Analyse: Zunächst wurden 3 µL des Kalibrierungsstandards und des internen Standards (10:2 FTOH [M+4]) mit einer 10-µL-Spritze auf konditionierte TD-Röhrchen aufgespritzt und das Lösemittel vom Sorbensbett mit Stickstoff (40 mL/min) für die Dauer von drei Minuten entfernt. Die so vorbereiteten PFAS-spezifischen TD-(3,5+)-Röhrchen wurden mit einem dreifach verstellbaren Low-Flow-Röhrchenhalter und einer Probenahmepumpe (SKC Pocket Pump Touch) verbunden. Wie Whitecavage und Kollegen schreiben, wurden die Proben mittels des TD Core Systems (GERSTEL) im Splitless-Modus mit einem Heliumfluss von 50 mL/min bei 300 °C für 3 Minuten desorbiert und die Analyten im KAS bei 10 °C auf einem mit Tenax TA gefüllten Liner fokussiert. Desorption und Überführung der Analyten auf die Trennsäule erfolgten im Split-Modus (10:1) durch programmiertes Heizen mit 12 °C/s auf 280 °C (3 min).
Ergebnis: Whitecavage und Kollegen sammelten an mehreren Stellen in einem Bürogebäude und einem Privathaus Luftproben, um sie anschließend auf vorhandene FTOH-Belastungen zu untersuchen (Dauer der Probennahme jeweils 24 Stunden [40 mL/min]). Die TD-GC-MS/MS-Analyse der Proben im hoch-selektiven MRM-Modus (Multiple Reaction Monitoring) ermöglicht die Bestimmung von sehr geringen Konzentrationen an FTOH in komplexen Luftproben. Whitecavage und Kollegen schreiben: „FTOH 6:2 wurde an allen beprobten Stellen nachgewiesen. Die Dampfkonzentration reichte von 3,47 bis 16,5 ng/m3 Luft. FTOH 10:2 wurde an vier von sechs Standorten nachgewiesen mit einer Dampfkonzentration von 3,58 bis 16,7 ng/m3.“ Obwohl die gemessenen Konzentrationen allenfalls als gering zu bezeichnen seien, mache das Vorhandensein von wenigsten einem FTOH in jeder Probe einen Handlungsbedarf deutlich.

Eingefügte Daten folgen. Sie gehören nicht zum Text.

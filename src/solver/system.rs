//! Flow-system assembly.
//!
//! Every node contributes one Kirchhoff equation. Row `j` sums the flow
//! arriving at node `j` from each neighbour `i`:
//!
//! ```text
//! sum_i  D_ij/L_ij * (p_i - p_j)  =  b_j
//! ```
//!
//! with `b_j = +I0` at sources, `-I0` at sinks and `0` elsewhere.

use nalgebra::{DMatrix, DVector};

use crate::network::Network;

/// Linear flow system `A p = b` for one iteration.
#[derive(Debug, Clone)]
pub struct FlowSystem {
    /// Lefthand side (n x n)
    pub lefthand: DMatrix<f64>,
    /// Righthand side (n)
    pub righthand: DVector<f64>,
}

impl FlowSystem {
    /// Create a zeroed system for `size` nodes.
    pub fn new(size: usize) -> Self {
        Self {
            lefthand: DMatrix::zeros(size, size),
            righthand: DVector::zeros(size),
        }
    }

    /// Number of nodes (rows).
    pub fn size(&self) -> usize {
        self.righthand.len()
    }

    /// Clear the matrix and vector to zero.
    pub fn clear(&mut self) {
        self.lefthand.fill(0.0);
        self.righthand.fill(0.0);
    }

    /// Stamp the contribution of neighbour `i` to the equation of node `j`.
    ///   A[j,i] += dl
    ///   A[j,j] -= dl
    pub fn stamp_dl(&mut self, j: usize, i: usize, dl: f64) {
        self.lefthand[(j, i)] += dl;
        self.lefthand[(j, j)] -= dl;
    }

    /// Remove the pressure unknown of node `k` from every equation.
    ///
    /// With the column empty the minimum-norm solve leaves that pressure at
    /// zero, i.e. the node is grounded.
    pub fn pin_to_zero(&mut self, k: usize) {
        self.lefthand.column_mut(k).fill(0.0);
    }

    /// Rebuild the system from the network's current conductivities.
    ///
    /// With `pin_sinks` set, sink pressures are fixed to zero for this
    /// assembly only.
    pub fn assemble(&mut self, network: &Network, i0: f64, pin_sinks: bool) {
        let n = network.node_count();
        if self.size() != n {
            *self = Self::new(n);
        } else {
            self.clear();
        }

        for j in 0..n {
            for i in 0..n {
                let dl = network.dl_fraction(i, j);
                if dl != 0.0 {
                    self.stamp_dl(j, i, dl);
                }
            }
        }

        for (k, node) in network.nodes().iter().enumerate() {
            if node.is_source() {
                self.righthand[k] = i0;
            } else if node.is_sink() {
                self.righthand[k] = -i0;
                if pin_sinks {
                    self.pin_to_zero(k);
                }
            }
        }
    }

    /// Rows of the lefthand side, for reports.
    pub fn lefthand_rows(&self) -> Vec<Vec<f64>> {
        self.lefthand
            .row_iter()
            .map(|row| row.iter().copied().collect())
            .collect()
    }
}
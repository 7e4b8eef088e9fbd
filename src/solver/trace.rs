//! Structured per-iteration trace of a solver run.
//!
//! Recording is opt-in (see [`SolverConfig::with_trace`](super::SolverConfig::with_trace))
//! and read-only with respect to the numerics: snapshots copy state after it
//! has been computed. Rendering is left to [`crate::report`].

#[cfg(feature = "serde")]
use serde::Serialize;

use crate::network::{Connection, Network, Node, NodeId, NodeRole};

use super::system::FlowSystem;

/// State of one node at snapshot time.
#[derive(Debug, Clone, PartialEq)]
#[cfg_attr(feature = "serde", derive(Serialize))]
pub struct NodeState {
    pub id: NodeId,
    pub name: String,
    pub role: NodeRole,
    pub pressure: f64,
}

impl From<&Node> for NodeState {
    fn from(node: &Node) -> Self {
        Self {
            id: node.id(),
            name: node.name(),
            role: node.role(),
            pressure: node.pressure(),
        }
    }
}

/// State of one connection at snapshot time.
#[derive(Debug, Clone, PartialEq)]
#[cfg_attr(feature = "serde", derive(Serialize))]
pub struct ConnectionState {
    pub start: NodeId,
    pub end: NodeId,
    pub length: f64,
    pub conductivity: f64,
    pub flux: f64,
    pub conductivity_change: f64,
}

impl From<&Connection> for ConnectionState {
    fn from(con: &Connection) -> Self {
        Self {
            start: con.start(),
            end: con.end(),
            length: con.length(),
            conductivity: con.conductivity(),
            flux: con.flux(),
            conductivity_change: con.conductivity_change(),
        }
    }
}

/// Topology as handed to the solver, captured at construction.
#[derive(Debug, Clone, PartialEq, Default)]
#[cfg_attr(feature = "serde", derive(Serialize))]
pub struct TopologySnapshot {
    pub nodes: Vec<NodeState>,
    pub connections: Vec<ConnectionState>,
}

impl TopologySnapshot {
    pub fn capture(network: &Network) -> Self {
        Self {
            nodes: network.nodes().iter().map(NodeState::from).collect(),
            connections: network.connections().iter().map(ConnectionState::from).collect(),
        }
    }
}

/// Everything computed in one iteration.
#[derive(Debug, Clone, PartialEq)]
#[cfg_attr(feature = "serde", derive(Serialize))]
pub struct IterationSnapshot {
    /// Zero-based iteration number
    pub iteration: usize,
    /// Lefthand side, row by row
    pub lefthand: Vec<Vec<f64>>,
    /// Righthand side
    pub righthand: Vec<f64>,
    /// Solved pressures, by node position
    pub pressures: Vec<f64>,
    /// Connections after the flux/conductivity update
    pub connections: Vec<ConnectionState>,
    /// Connections whose conductivity change was below epsilon
    pub unchanged: usize,
}

impl IterationSnapshot {
    pub(crate) fn capture(
        iteration: usize,
        system: &FlowSystem,
        pressures: &[f64],
        network: &Network,
        unchanged: usize,
    ) -> Self {
        Self {
            iteration,
            lefthand: system.lefthand_rows(),
            righthand: system.righthand.iter().copied().collect(),
            pressures: pressures.to_vec(),
            connections: network.connections().iter().map(ConnectionState::from).collect(),
            unchanged,
        }
    }
}

/// How a traced run ended.
#[derive(Debug, Clone, PartialEq)]
#[cfg_attr(feature = "serde", derive(Serialize))]
pub enum TraceOutcome {
    /// Every connection was stable in this iteration
    Converged { iteration: usize },
    /// The iteration budget ran out
    Exhausted { iterations: usize },
    /// The pressure solve failed; the system it was given is attached
    Failed {
        iteration: usize,
        reason: String,
        lefthand: Vec<Vec<f64>>,
        righthand: Vec<f64>,
    },
}

/// Recorded history of one solver.
#[derive(Debug, Clone, PartialEq, Default)]
#[cfg_attr(feature = "serde", derive(Serialize))]
pub struct SolveTrace {
    /// Topology at construction time
    pub topology: TopologySnapshot,
    /// One entry per completed iteration, across all `solve()` calls
    pub iterations: Vec<IterationSnapshot>,
    /// Outcome of each `solve()` call, in order
    pub outcomes: Vec<TraceOutcome>,
}

impl SolveTrace {
    pub fn new(topology: TopologySnapshot) -> Self {
        Self {
            topology,
            iterations: Vec::new(),
            outcomes: Vec::new(),
        }
    }

    /// Outcome of the most recent run.
    pub fn last_outcome(&self) -> Option<&TraceOutcome> {
        self.outcomes.last()
    }

    /// Drop recorded iterations and outcomes, keeping the topology.
    pub fn clear(&mut self) {
        self.iterations.clear();
        self.outcomes.clear();
    }
}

Fazit: In Anbetracht der Tatsache, dass sich PFAS, im vorliegenden Fall FTOH, im menschlichen Gewebe anreichern, kann eine Dauerbelastung auch mit ansonsten unkritischen Mengen zu einer Aufkonzentrierung der Schadstoffe führen und damit ein besorgniserregendes Maß erreichen. Mit der von den GERSTEL-Wissenschaftlern entwickelten und evaluierten TD-GC-MS/MS-Methode gelinge es auf effiziente, wirtschaftliche und nachhaltige Weise, auch geringen PFAS-Emissionen in der Innenraumluft auf die Spur zu kommen und einen Beitrag für ein gesünderes Klima in Innenräumen zu leisten.
Referenzen
Whitecavage JA, Thaxton K, Collins R. Determination of Fluorotelomer Alcohols in Indoor Air using Cryogen-free Thermal Desorption GC-MS/MS. GERSTEL AppNote 262.